### Problem requirements:
Below are records; count the lines that hold the string "writeln" and give only the count.

### Available records:
★ ★ ★ ★ ★
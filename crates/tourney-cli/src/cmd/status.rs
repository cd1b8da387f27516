use anyhow::Result;
use clap::Args;
use std::io::Write;
use std::path::Path;

use tourney_core::Tournament;
use tourney_core::store::StateStore;

use crate::output::{OutputMode, render, report_failure};

#[derive(Args, Debug, Default)]
pub struct StatusArgs {}

/// Execute `tn status`: diagnostic progress report. Pure read; the
/// record is not rewritten.
pub fn run_status(_args: &StatusArgs, output: OutputMode, project_root: &Path) -> Result<()> {
    let store = StateStore::new(project_root);
    let tournament = Tournament::from_state(store.load());

    let report = match tournament.status() {
        Ok(report) => report,
        Err(err) => return Err(report_failure(output, err)),
    };

    render(output, &report, |r, w| {
        writeln!(w, "Evaluations: {}", r.total_evaluations)?;
        for agent in &r.agent_stats {
            writeln!(
                w,
                "  {:<10} n={:<4} mean={:.3} sd={:.3}",
                agent.agent_id, agent.evaluations, agent.mean_score, agent.std_dev
            )?;
        }
        writeln!(
            w,
            "Progress: {:.0}%  ({} evaluations to budget)",
            r.convergence_progress * 100.0,
            r.estimated_evaluations_remaining
        )
    })
}

#[cfg(test)]
mod tests {
    use super::*;
    use crate::cmd::init::{InitArgs, run_init};
    use crate::cmd::update::{UpdateArgs, run_update};
    use tempfile::TempDir;
    use tourney_core::TournamentError;

    #[test]
    fn status_before_init_exits_two() {
        let dir = TempDir::new().expect("temp dir");
        let err = run_status(&StatusArgs {}, OutputMode::Json, dir.path())
            .expect_err("must fail");
        let core = err.downcast_ref::<TournamentError>().expect("core error");
        assert_eq!(core.exit_code(), 2);
    }

    #[test]
    fn status_reflects_recorded_evaluations() {
        let dir = TempDir::new().expect("temp dir");
        run_init(
            &InitArgs {
                agents: 2,
                seed: Some(3),
            },
            OutputMode::Json,
            dir.path(),
        )
        .expect("init");
        for _ in 0..3 {
            run_update(
                &UpdateArgs {
                    agent_id: "agent_0".into(),
                    score: "0.8".into(),
                },
                OutputMode::Json,
                dir.path(),
            )
            .expect("update");
        }

        let tournament = Tournament::from_state(StateStore::new(dir.path()).load());
        let report = tournament.status().expect("status");
        assert_eq!(report.total_evaluations, 3);
        assert_eq!(report.agent_stats[0].evaluations, 3);
        assert_eq!(report.agent_stats[1].evaluations, 0);
        // Least-evaluated agent pins progress at zero.
        assert!(report.convergence_progress.abs() < 1e-12);
        assert_eq!(report.estimated_evaluations_remaining, 97);
    }

    #[test]
    fn status_does_not_rewrite_the_record() {
        let dir = TempDir::new().expect("temp dir");
        run_init(
            &InitArgs {
                agents: 2,
                seed: Some(3),
            },
            OutputMode::Json,
            dir.path(),
        )
        .expect("init");
        let store = StateStore::new(dir.path());
        let before = store.load();

        run_status(&StatusArgs {}, OutputMode::Json, dir.path()).expect("status");
        assert_eq!(store.load(), before);
    }
}
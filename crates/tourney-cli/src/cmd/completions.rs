use anyhow::Result;
use clap::Args;
use clap_complete::{Shell, generate};

/// Arguments for `tn completions`.
#[derive(Args, Debug)]
pub struct CompletionsArgs {
    /// Target shell for completion script generation.
    #[arg(value_enum)]
    pub shell: Shell,
}

/// Generate shell completion script to stdout.
///
/// # Errors
///
/// Returns an error if writing to stdout fails.
pub fn run_completions(shell: Shell, command: &mut clap::Command) -> Result<()> {
    let mut out = std::io::stdout();
    generate(shell, command, "tn", &mut out);
    Ok(())
}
★ ★ ★ ★ ★
### Output of the exercise:
3